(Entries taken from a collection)

* * * * *

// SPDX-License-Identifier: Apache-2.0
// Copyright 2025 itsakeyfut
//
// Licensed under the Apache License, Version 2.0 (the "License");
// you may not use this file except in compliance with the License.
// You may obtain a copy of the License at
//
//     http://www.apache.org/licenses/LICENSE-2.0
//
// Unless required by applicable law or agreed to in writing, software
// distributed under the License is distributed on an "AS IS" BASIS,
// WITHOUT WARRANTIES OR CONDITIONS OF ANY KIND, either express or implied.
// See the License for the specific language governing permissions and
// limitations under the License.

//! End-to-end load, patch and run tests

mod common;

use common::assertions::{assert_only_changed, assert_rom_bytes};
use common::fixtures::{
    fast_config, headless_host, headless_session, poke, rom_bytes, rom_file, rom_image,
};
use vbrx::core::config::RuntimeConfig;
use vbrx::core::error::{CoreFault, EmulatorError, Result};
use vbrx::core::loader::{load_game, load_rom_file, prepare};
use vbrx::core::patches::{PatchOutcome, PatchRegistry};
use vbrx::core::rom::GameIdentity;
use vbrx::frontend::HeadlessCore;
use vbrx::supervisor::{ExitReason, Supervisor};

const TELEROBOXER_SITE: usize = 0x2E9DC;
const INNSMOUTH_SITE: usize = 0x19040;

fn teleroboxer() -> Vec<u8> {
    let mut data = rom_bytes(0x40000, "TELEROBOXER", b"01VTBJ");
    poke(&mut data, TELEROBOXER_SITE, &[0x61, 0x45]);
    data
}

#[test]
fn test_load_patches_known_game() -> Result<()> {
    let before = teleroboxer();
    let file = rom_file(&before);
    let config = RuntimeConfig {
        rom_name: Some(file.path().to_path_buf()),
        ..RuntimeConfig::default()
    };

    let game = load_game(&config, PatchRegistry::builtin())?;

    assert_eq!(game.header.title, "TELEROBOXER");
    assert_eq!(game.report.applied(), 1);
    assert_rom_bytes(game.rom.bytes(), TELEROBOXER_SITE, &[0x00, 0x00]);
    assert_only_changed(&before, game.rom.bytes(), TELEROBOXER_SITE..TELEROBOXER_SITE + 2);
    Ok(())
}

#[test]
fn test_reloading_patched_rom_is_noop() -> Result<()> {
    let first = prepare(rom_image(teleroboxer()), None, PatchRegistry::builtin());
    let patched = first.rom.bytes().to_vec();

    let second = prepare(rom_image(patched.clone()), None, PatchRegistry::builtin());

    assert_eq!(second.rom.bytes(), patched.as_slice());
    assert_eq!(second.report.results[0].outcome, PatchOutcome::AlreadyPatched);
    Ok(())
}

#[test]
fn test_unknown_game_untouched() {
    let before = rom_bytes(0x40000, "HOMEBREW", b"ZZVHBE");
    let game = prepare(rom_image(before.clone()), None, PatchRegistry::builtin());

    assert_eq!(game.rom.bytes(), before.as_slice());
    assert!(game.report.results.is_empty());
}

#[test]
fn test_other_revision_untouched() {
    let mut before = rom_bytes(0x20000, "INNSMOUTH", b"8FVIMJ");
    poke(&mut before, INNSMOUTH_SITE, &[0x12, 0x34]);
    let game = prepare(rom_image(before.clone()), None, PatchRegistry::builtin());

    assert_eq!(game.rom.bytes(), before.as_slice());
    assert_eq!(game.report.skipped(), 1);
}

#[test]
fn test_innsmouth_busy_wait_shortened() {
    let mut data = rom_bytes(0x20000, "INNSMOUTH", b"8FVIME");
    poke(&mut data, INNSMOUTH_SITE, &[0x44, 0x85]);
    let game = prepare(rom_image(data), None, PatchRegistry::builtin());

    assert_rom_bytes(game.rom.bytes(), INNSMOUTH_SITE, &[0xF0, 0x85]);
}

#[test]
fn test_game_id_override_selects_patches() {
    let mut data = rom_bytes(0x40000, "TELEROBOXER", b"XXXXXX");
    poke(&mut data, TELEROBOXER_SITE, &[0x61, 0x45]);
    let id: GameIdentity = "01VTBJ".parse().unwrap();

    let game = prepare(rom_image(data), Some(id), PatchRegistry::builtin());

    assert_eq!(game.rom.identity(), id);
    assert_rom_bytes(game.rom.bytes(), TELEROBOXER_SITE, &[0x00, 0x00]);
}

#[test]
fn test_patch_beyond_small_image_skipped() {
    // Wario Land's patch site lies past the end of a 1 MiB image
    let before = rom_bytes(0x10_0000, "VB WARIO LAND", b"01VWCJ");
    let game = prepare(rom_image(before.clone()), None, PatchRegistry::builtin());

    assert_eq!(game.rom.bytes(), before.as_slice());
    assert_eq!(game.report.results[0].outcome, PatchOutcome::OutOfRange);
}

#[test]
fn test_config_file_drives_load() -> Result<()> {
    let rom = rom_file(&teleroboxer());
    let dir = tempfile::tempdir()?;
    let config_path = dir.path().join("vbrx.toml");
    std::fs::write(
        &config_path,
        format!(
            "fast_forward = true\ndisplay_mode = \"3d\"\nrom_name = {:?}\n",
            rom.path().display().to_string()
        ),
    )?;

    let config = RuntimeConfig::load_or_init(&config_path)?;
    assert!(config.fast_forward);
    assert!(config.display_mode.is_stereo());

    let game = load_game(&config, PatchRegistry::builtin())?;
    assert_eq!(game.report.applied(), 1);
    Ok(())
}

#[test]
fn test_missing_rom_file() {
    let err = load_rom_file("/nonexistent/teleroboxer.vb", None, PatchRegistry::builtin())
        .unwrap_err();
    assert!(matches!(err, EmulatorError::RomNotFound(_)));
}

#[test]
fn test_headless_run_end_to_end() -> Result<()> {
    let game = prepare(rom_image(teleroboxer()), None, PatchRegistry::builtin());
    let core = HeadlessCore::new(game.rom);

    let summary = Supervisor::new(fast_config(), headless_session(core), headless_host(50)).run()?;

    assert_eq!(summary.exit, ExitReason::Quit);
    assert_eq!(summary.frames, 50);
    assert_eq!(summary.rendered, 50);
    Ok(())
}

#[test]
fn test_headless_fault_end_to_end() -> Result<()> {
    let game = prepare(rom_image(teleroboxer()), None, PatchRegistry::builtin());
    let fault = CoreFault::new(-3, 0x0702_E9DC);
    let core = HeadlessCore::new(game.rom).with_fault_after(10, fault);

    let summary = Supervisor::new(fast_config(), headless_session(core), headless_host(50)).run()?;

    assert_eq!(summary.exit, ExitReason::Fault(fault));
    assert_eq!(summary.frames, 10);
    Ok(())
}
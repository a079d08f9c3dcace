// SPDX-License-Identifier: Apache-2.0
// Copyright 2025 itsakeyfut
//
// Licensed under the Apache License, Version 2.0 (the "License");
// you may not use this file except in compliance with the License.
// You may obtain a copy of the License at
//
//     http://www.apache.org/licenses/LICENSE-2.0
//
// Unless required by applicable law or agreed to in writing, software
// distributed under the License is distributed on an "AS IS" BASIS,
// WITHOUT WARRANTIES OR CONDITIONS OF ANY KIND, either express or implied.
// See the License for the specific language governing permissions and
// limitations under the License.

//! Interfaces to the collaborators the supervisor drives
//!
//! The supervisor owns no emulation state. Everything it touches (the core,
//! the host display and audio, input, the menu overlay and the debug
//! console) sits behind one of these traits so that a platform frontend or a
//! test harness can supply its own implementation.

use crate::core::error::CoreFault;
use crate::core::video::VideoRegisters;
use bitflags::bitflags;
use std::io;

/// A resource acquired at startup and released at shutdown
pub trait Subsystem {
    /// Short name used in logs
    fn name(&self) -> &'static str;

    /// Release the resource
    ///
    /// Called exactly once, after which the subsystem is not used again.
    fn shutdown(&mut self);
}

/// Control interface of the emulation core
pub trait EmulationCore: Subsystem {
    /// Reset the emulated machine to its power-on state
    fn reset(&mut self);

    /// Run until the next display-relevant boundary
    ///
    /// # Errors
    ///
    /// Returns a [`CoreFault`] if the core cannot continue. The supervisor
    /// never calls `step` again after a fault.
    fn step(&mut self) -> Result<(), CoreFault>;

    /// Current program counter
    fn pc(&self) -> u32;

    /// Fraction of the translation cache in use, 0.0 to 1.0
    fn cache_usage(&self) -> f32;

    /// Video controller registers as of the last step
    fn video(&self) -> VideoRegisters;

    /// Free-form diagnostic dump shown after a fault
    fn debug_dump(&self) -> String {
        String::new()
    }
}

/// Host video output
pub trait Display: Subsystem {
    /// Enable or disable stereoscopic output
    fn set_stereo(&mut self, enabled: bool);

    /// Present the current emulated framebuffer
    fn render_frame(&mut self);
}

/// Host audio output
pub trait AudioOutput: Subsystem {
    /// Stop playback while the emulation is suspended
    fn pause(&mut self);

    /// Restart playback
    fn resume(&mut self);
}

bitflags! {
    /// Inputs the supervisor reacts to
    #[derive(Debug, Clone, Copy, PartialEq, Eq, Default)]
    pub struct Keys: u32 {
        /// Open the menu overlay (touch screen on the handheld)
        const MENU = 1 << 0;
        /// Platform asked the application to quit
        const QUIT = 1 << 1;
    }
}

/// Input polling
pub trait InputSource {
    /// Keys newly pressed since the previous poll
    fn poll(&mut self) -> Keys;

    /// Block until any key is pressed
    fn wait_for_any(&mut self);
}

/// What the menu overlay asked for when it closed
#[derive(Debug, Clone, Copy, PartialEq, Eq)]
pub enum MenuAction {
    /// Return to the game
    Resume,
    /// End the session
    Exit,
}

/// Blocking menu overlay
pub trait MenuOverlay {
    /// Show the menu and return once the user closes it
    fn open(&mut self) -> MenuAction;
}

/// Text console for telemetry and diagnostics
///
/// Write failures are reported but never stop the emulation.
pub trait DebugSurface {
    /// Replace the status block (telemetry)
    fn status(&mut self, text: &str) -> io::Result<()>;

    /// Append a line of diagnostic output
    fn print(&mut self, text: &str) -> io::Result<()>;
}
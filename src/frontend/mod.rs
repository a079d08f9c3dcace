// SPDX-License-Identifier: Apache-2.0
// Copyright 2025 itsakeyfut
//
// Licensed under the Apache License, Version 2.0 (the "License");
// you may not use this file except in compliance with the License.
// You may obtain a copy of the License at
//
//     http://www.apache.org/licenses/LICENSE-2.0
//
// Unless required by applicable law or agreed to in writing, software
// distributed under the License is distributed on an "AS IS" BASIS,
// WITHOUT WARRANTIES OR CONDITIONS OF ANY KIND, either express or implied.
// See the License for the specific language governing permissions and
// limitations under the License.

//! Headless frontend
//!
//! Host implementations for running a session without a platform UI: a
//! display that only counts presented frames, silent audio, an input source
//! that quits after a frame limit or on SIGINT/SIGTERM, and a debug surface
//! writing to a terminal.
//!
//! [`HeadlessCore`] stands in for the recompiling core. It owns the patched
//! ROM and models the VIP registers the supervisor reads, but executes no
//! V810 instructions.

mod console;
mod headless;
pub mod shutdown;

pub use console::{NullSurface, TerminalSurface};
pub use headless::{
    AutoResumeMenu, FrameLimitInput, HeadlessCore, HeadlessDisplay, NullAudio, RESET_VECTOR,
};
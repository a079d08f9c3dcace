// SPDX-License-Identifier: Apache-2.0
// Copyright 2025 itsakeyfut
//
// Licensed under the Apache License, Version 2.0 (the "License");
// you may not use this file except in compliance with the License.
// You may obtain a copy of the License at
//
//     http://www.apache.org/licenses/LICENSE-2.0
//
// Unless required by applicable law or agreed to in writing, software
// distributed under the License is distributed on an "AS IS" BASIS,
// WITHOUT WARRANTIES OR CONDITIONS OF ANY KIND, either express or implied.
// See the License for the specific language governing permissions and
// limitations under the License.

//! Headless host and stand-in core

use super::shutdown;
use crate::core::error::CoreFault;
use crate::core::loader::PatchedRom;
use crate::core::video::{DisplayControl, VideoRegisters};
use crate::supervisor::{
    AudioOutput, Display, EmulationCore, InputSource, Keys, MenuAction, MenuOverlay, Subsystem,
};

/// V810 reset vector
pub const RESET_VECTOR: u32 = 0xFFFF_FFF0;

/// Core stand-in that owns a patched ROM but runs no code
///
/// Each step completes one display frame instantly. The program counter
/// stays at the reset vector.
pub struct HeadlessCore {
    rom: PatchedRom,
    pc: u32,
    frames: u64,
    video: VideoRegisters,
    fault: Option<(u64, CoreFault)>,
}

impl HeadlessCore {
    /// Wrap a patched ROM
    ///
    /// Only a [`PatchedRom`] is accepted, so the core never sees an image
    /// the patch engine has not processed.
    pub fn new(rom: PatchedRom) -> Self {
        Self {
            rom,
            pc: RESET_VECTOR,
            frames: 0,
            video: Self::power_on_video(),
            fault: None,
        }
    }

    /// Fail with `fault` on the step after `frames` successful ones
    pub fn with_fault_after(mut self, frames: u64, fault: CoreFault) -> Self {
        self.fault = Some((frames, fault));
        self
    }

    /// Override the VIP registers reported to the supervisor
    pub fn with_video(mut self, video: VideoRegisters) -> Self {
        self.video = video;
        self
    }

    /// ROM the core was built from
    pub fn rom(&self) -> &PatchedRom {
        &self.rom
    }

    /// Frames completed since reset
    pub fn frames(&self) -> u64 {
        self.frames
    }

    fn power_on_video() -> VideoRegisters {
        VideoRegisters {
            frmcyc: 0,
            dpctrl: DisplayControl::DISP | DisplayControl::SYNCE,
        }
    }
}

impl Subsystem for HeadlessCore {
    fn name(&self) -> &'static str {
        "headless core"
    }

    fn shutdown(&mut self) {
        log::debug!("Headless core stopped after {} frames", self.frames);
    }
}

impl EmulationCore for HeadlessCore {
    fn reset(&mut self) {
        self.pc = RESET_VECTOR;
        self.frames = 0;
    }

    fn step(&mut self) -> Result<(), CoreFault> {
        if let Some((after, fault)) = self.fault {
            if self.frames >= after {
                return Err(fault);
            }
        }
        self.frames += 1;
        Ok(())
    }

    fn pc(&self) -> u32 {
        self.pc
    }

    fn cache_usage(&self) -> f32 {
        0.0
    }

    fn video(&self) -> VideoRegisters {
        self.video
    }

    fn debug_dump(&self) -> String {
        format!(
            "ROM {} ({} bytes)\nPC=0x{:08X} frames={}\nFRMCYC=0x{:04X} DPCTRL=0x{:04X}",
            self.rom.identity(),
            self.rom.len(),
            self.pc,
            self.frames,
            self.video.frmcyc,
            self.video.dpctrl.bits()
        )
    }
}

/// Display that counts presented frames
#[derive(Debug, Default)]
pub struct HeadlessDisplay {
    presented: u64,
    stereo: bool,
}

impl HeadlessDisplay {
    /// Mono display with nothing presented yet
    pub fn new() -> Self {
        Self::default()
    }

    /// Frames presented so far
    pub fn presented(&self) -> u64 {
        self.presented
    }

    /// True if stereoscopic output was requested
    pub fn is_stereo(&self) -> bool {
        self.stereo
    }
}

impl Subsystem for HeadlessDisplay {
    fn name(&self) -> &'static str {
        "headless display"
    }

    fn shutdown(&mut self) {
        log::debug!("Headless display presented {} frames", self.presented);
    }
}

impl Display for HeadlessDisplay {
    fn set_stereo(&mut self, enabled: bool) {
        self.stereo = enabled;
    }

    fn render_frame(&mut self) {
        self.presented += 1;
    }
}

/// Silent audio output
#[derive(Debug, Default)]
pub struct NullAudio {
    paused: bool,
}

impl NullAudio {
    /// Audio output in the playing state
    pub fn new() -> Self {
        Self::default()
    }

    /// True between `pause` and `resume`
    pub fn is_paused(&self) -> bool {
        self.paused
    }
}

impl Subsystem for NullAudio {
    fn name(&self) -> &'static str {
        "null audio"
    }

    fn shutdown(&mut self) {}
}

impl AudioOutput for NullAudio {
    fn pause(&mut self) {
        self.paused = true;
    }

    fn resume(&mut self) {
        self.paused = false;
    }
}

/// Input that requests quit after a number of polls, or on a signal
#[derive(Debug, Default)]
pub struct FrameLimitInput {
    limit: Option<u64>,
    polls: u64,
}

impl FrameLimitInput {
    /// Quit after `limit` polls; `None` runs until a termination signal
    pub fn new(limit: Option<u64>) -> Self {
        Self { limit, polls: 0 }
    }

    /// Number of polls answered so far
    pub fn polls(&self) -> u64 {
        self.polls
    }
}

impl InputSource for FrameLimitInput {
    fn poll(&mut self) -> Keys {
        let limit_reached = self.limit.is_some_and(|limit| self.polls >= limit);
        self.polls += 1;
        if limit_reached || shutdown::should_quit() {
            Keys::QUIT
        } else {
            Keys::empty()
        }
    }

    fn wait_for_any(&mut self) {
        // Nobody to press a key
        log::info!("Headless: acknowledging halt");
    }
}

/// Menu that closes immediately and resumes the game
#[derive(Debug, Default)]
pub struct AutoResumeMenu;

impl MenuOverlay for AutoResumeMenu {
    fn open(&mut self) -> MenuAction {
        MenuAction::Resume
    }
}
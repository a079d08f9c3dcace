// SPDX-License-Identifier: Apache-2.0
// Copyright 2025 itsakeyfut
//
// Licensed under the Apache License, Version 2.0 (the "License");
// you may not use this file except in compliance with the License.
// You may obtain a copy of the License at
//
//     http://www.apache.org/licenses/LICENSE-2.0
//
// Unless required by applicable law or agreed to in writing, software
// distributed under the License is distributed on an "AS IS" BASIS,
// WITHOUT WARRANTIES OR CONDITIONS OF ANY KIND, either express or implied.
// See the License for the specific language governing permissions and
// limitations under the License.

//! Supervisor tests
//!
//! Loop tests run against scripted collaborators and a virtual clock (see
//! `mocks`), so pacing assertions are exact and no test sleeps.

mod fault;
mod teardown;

* * * * *

● What is being asked
The lines above that hold the word "HeadlessDisplay" should be found and copied out.

● Answer area
    AutoResumeMenu, FrameLimitInput, HeadlessCore, HeadlessDisplay, NullAudio, RESET_VECTOR,
pub struct HeadlessDisplay {
impl HeadlessDisplay {
impl Subsystem for HeadlessDisplay {
impl Display for HeadlessDisplay {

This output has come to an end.